FIM2010–Preloading Data to Avoid Long Synchronizations

It happens all the time, we have a set of data that is being synchronized on our dataset but then a change occurs. The change is fairly significant in that it is the addition of another attribute (or removal for that matter) to existing objects that needs to be synchronized to one or other systems.

The synchronization service is already chugging along happily and efficiently working on the current rule set. The addition of the new attribute however, will cause a couple things to occur. The first is the requirement for the full import and full synchronization on the MA where the data is coming from and the second is the export for ALL the objects that have data in the new attribute to the target systems.

When dealing with the FIM MA, this can be a significant delay and I strongly recommend that if possible pre-populate the data using an out-of-band process. This will allow the data to be present in the target MA and by prepopulating the data in the target attributes, you can greatly reduce the time for the synchronization of the data through the synchronization engine.

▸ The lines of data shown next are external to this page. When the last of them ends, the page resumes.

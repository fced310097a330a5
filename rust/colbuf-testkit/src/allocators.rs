use std::ptr::NonNull;
use std::sync::atomic::{AtomicUsize, Ordering};

use colbuf_alloc::{BufferAllocator, HeapAllocator};

/// Allocator whose `grow_or_alloc` always returns a new pointer.
///
/// Each call allocates a fresh heap block, copies the preserved prefix and
/// frees the old block, which makes reallocations visible to tests.
#[derive(Debug, Default, Clone, Copy)]
pub struct RelocatingAllocator;

unsafe impl BufferAllocator for RelocatingAllocator {
    unsafe fn grow_or_alloc(
        &self,
        ptr: Option<NonNull<u8>>,
        old_size: usize,
        new_size: usize,
    ) -> Option<NonNull<u8>> {
        let new_ptr = unsafe { HeapAllocator.grow_or_alloc(None, 0, new_size)? };
        if let Some(ptr) = ptr {
            unsafe {
                new_ptr
                    .as_ptr()
                    .copy_from_nonoverlapping(ptr.as_ptr(), old_size.min(new_size));
                HeapAllocator.release(ptr, old_size);
            }
        }
        Some(new_ptr)
    }

    unsafe fn release(&self, ptr: NonNull<u8>, size: usize) {
        unsafe { HeapAllocator.release(ptr, size) }
    }
}

/// Wraps another allocator and counts the calls made through it.
#[derive(Debug, Default)]
pub struct CountingAllocator<A> {
    inner: A,
    allocations: AtomicUsize,
    reallocations: AtomicUsize,
    releases: AtomicUsize,
    failures: AtomicUsize,
    live_bytes: AtomicUsize,
}

impl<A> CountingAllocator<A> {
    pub fn new(inner: A) -> CountingAllocator<A> {
        CountingAllocator {
            inner,
            allocations: AtomicUsize::new(0),
            reallocations: AtomicUsize::new(0),
            releases: AtomicUsize::new(0),
            failures: AtomicUsize::new(0),
            live_bytes: AtomicUsize::new(0),
        }
    }

    /// Number of successful fresh allocations.
    pub fn allocations(&self) -> usize {
        self.allocations.load(Ordering::Relaxed)
    }

    /// Number of successful resizes of an existing allocation.
    pub fn reallocations(&self) -> usize {
        self.reallocations.load(Ordering::Relaxed)
    }

    pub fn releases(&self) -> usize {
        self.releases.load(Ordering::Relaxed)
    }

    /// Number of `grow_or_alloc` calls that returned `None`.
    pub fn failures(&self) -> usize {
        self.failures.load(Ordering::Relaxed)
    }

    /// Bytes currently held by callers.
    pub fn live_bytes(&self) -> usize {
        self.live_bytes.load(Ordering::Relaxed)
    }
}

unsafe impl<A: BufferAllocator> BufferAllocator for CountingAllocator<A> {
    unsafe fn grow_or_alloc(
        &self,
        ptr: Option<NonNull<u8>>,
        old_size: usize,
        new_size: usize,
    ) -> Option<NonNull<u8>> {
        let res = unsafe { self.inner.grow_or_alloc(ptr, old_size, new_size) };
        if res.is_none() {
            self.failures.fetch_add(1, Ordering::Relaxed);
            return None;
        }
        if ptr.is_some() {
            self.reallocations.fetch_add(1, Ordering::Relaxed);
            self.live_bytes.fetch_sub(old_size, Ordering::Relaxed);
        } else {
            self.allocations.fetch_add(1, Ordering::Relaxed);
        }
        self.live_bytes.fetch_add(new_size, Ordering::Relaxed);
        res
    }

    unsafe fn release(&self, ptr: NonNull<u8>, size: usize) {
        self.releases.fetch_add(1, Ordering::Relaxed);
        self.live_bytes.fetch_sub(size, Ordering::Relaxed);
        unsafe { self.inner.release(ptr, size) }
    }
}

/// Heap allocator that refuses every request once its budget of successful
/// `grow_or_alloc` calls is spent.
#[derive(Debug)]
pub struct FailingAllocator {
    remaining: AtomicUsize,
}

impl FailingAllocator {
    /// Allows `successes` calls to succeed before failing.
    pub fn new(successes: usize) -> FailingAllocator {
        FailingAllocator {
            remaining: AtomicUsize::new(successes),
        }
    }

    /// Resets the number of calls that may still succeed.
    pub fn set_remaining(&self, successes: usize) {
        self.remaining.store(successes, Ordering::Relaxed);
    }

    fn try_consume(&self) -> bool {
        self.remaining
            .fetch_update(Ordering::Relaxed, Ordering::Relaxed, |n| n.checked_sub(1))
            .is_ok()
    }
}

unsafe impl BufferAllocator for FailingAllocator {
    unsafe fn grow_or_alloc(
        &self,
        ptr: Option<NonNull<u8>>,
        old_size: usize,
        new_size: usize,
    ) -> Option<NonNull<u8>> {
        if !self.try_consume() {
            return None;
        }
        unsafe { HeapAllocator.grow_or_alloc(ptr, old_size, new_size) }
    }

    unsafe fn release(&self, ptr: NonNull<u8>, size: usize) {
        unsafe { HeapAllocator.release(ptr, size) }
    }
}
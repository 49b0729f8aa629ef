//! Least-cost matrix accumulation.

use std::fmt;
use std::str::FromStr;

use tracing::{debug, instrument};

use crate::error::DtwError;
use crate::matrix::Matrix;

/// Multiplier applied to the local distance when a weighted-diagonal cost
/// matrix reaches a cell through a diagonal move.
pub const DIAGONAL_WEIGHT: f64 = 1.414214;

/// Moves allowed while accumulating the cost matrix.
#[derive(Debug, Clone, Copy, Default, PartialEq, Eq, Hash)]
pub enum CostPolicy {
    /// Only vertical and horizontal moves.
    Orthogonal,
    /// Vertical, horizontal, and unweighted diagonal moves.
    Diagonal,
    /// Vertical, horizontal, and diagonal moves whose local distance is
    /// multiplied by [`DIAGONAL_WEIGHT`].
    #[default]
    WeightedDiagonal,
}

impl CostPolicy {
    /// Build a policy from the `diagonal` and `weighted` flags.
    ///
    /// `weighted` implies `diagonal`.
    #[must_use]
    pub fn from_flags(diagonal: bool, weighted: bool) -> Self {
        match (diagonal, weighted) {
            (_, true) => Self::WeightedDiagonal,
            (true, false) => Self::Diagonal,
            (false, false) => Self::Orthogonal,
        }
    }

    /// Return true if the policy allows diagonal moves.
    #[must_use]
    pub fn uses_diagonal(&self) -> bool {
        !matches!(self, Self::Orthogonal)
    }

    /// Canonical lowercase name.
    #[must_use]
    pub fn name(&self) -> &'static str {
        match self {
            Self::Orthogonal => "orthogonal",
            Self::Diagonal => "diagonal",
            Self::WeightedDiagonal => "weighted_diagonal",
        }
    }
}

impl fmt::Display for CostPolicy {
    fn fmt(&self, f: &mut fmt::Formatter<'_>) -> fmt::Result {
        f.write_str(self.name())
    }
}

impl FromStr for CostPolicy {
    type Err = DtwError;

    fn from_str(s: &str) -> Result<Self, Self::Err> {
        match s.trim().to_ascii_lowercase().as_str() {
            "orthogonal" => Ok(Self::Orthogonal),
            "diagonal" => Ok(Self::Diagonal),
            "weighted_diagonal" => Ok(Self::WeightedDiagonal),
            _ => Err(DtwError::UnknownCostPolicy { name: s.to_string() }),
        }
    }
}

/// Accumulate the least-cost matrix of a distance matrix.
///
/// `cost[0,0] = dist[0,0]`; the first row and first column are running sums
/// of the distances along the border. Every interior cell adds its local
/// distance to the cheapest predecessor allowed by `policy`:
///
/// | Policy | Interior cell |
/// |---|---|
/// | `Orthogonal` | `dist + min(up, left)` |
/// | `Diagonal` | `dist + min(up, left, diag)` |
/// | `WeightedDiagonal` | `min(dist + min(up, left), diag + dist * DIAGONAL_WEIGHT)` |
#[must_use]
#[instrument(skip(dist), fields(rows = dist.rows(), cols = dist.cols()))]
pub fn cost_matrix(dist: &Matrix, policy: CostPolicy) -> Matrix {
    let rows = dist.rows();
    let cols = dist.cols();
    let mut cost = vec![0.0; rows * cols];

    cost[0] = dist[(0, 0)];
    for j in 1..cols {
        cost[j] = cost[j - 1] + dist[(0, j)];
    }
    for i in 1..rows {
        cost[i * cols] = cost[(i - 1) * cols] + dist[(i, 0)];
    }

    for i in 1..rows {
        for j in 1..cols {
            let d = dist[(i, j)];
            let up = cost[(i - 1) * cols + j];
            let left = cost[i * cols + j - 1];
            let diag = cost[(i - 1) * cols + j - 1];
            cost[i * cols + j] = match policy {
                CostPolicy::Orthogonal => up.min(left) + d,
                CostPolicy::Diagonal => up.min(left).min(diag) + d,
                CostPolicy::WeightedDiagonal => (up.min(left) + d).min(diag + d * DIAGONAL_WEIGHT),
            };
        }
    }

    debug!(%policy, terminal = cost[rows * cols - 1], "cost matrix accumulated");
    Matrix::from_raw(rows, cols, cost)
}

#[cfg(test)]
mod tests {
    use super::*;
    use crate::constraint::BandConstraint;
    use crate::path::cost_path;

    fn dist() -> Matrix {
        Matrix::new(2, 3, vec![1.0, 2.0, 3.0, 4.0, 1.0, 2.0]).unwrap()
    }

    #[test]
    fn flags_map_to_policy() {
        assert_eq!(CostPolicy::from_flags(false, false), CostPolicy::Orthogonal);
        assert_eq!(CostPolicy::from_flags(true, false), CostPolicy::Diagonal);
        assert_eq!(CostPolicy::from_flags(true, true), CostPolicy::WeightedDiagonal);
        assert_eq!(CostPolicy::from_flags(false, true), CostPolicy::WeightedDiagonal);
        assert!(!CostPolicy::Orthogonal.uses_diagonal());
        assert!(CostPolicy::WeightedDiagonal.uses_diagonal());
    }

    #[test]
    fn parses_policy_names() {
        assert_eq!("Diagonal".parse::<CostPolicy>().unwrap(), CostPolicy::Diagonal);
        assert_eq!(
            "weighted_diagonal".parse::<CostPolicy>().unwrap(),
            CostPolicy::WeightedDiagonal
        );
        assert!(matches!(
            "zigzag".parse::<CostPolicy>(),
            Err(DtwError::UnknownCostPolicy { .. })
        ));
    }

    #[test]
    fn border_is_running_sum() {
        let c = cost_matrix(&dist(), CostPolicy::Orthogonal);
        assert_eq!(c.row(0), &[1.0, 3.0, 6.0]);
        assert_eq!(c[(1, 0)], 5.0);
    }

    #[test]
    fn orthogonal_interior() {
        let c = cost_matrix(&dist(), CostPolicy::Orthogonal);
        // (1,1): 1 + min(3, 5) = 4; (1,2): 2 + min(6, 4) = 6
        assert_eq!(c.row(1), &[5.0, 4.0, 6.0]);
    }

    #[test]
    fn diagonal_interior() {
        let c = cost_matrix(&dist(), CostPolicy::Diagonal);
        // (1,1): 1 + min(3, 5, 1) = 2; (1,2): 2 + min(6, 2, 3) = 4
        assert_eq!(c.row(1), &[5.0, 2.0, 4.0]);
    }

    #[test]
    fn weighted_diagonal_interior() {
        let c = cost_matrix(&dist(), CostPolicy::WeightedDiagonal);
        let c11 = (3.0_f64 + 1.0).min(1.0 + DIAGONAL_WEIGHT);
        let c12 = (c11.min(6.0) + 2.0).min(3.0 + 2.0 * DIAGONAL_WEIGHT);
        assert!((c[(1, 1)] - c11).abs() < 1e-12);
        assert!((c[(1, 2)] - c12).abs() < 1e-12);
    }

    #[test]
    fn single_cell() {
        let d = Matrix::new(1, 1, vec![7.0]).unwrap();
        assert_eq!(cost_matrix(&d, CostPolicy::Diagonal).as_slice(), &[7.0]);
    }

    #[test]
    fn origin_and_path_costs_for_every_policy() {
        let d = Matrix::new(3, 3, vec![2.0, 1.0, 3.0, 4.0, 0.0, 2.0, 1.0, 5.0, 1.0]).unwrap();
        for policy in [CostPolicy::Orthogonal, CostPolicy::Diagonal, CostPolicy::WeightedDiagonal] {
            let c = cost_matrix(&d, policy);
            assert_eq!(c[(0, 0)], d[(0, 0)], "{policy}");

            let path = cost_path(&d, &c, policy.uses_diagonal(), BandConstraint::Unconstrained).unwrap();
            assert_eq!(path.steps().last().map(|s| (s.a, s.b)), Some((0, 0)), "{policy}");
            for w in path.steps().windows(2) {
                assert!(w[0].cost >= w[1].cost, "{policy}: cost drops from {:?} to {:?}", w[1], w[0]);
            }
        }
    }
}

Think about it this way. In the sync engine only approach the following steps would have to occur. Assuming that we’ve done all the work to update the MAs and the attribute flows as required and our dataset is about 100,000 entries.

  • Step 1: Full import on the source MA (100,000 entries)
  • Step 2: Full Synchronization on the Source MA to move the data from the connector space through to the metaverse. (100,000 entries)
  • Step 3: Export to Target MAs (we’ll say that we only have to MAs which means that only 100,000 exports have to occur).
  • Step 4: Import of Target MA. Regardless of whether we do a delta or full import here, we modified the 100,000 entries therefore, we’ll have 100,000 imports.

If we pre-stage the data into the target MA, we cut out a fairly large portion of the export work which is by far one of the higher cost operations from a time perspective. To prepare the environment, the attributes would have to be present in the target systems. Note that in some cases you may have to do a schema refresh or you may end up with app-store-exceptions (more about that in a later post). But preloading the target system removes an entire step, the export thereby saving us the processing of all those entries.

  • Step 1: Full import on the source MA (100,000 entries)
  • Step 2: Full Synchronization on the Source MA to move the data from the connector space through to the metaverse. (100,000 entries)
  • Step 3: Import of Target MA. Regardless of whether we do a delta or full import here, we modified the 100,000 entries therefore, we’ll have 100,000 imports.

Anyway, just wanted to remind everyone that a major change in the dataflows does not have to be the equivalent of an initial load. With proper forethought and planning, the time that normal synchronization operations are affected can be minimized considerably.

This entry was posted in Uncategorized. Bookmark the permalink.

7 Responses to FIM2010–Preloading Data to Avoid Long Synchronizations

  1. Chris Clayton says:

    Great blog! I always see something in your posts to get me thinking.

    In my experience it is often the export that takes the least amount of time out of those steps, depending on the MA (FIM MA being the slowest of the slow, though, and it would certainly justify your suggestion).

    If you can do it, it is nice to have two different sync engines running. New rules can be staged and sync’ed on the backup server while the primary runs the existing rules and provisioning, and then you switch. Of course there is expense and effort in maintaining two, but for those with high expectations of rapid disaster recovery (think password synchronization) it is a good scenario. It is best not to have two sync engines exporting to the same data source (i.e. AD) at the same time, but if the only thing the backup server queues up are your newly-managed attributes, it should work.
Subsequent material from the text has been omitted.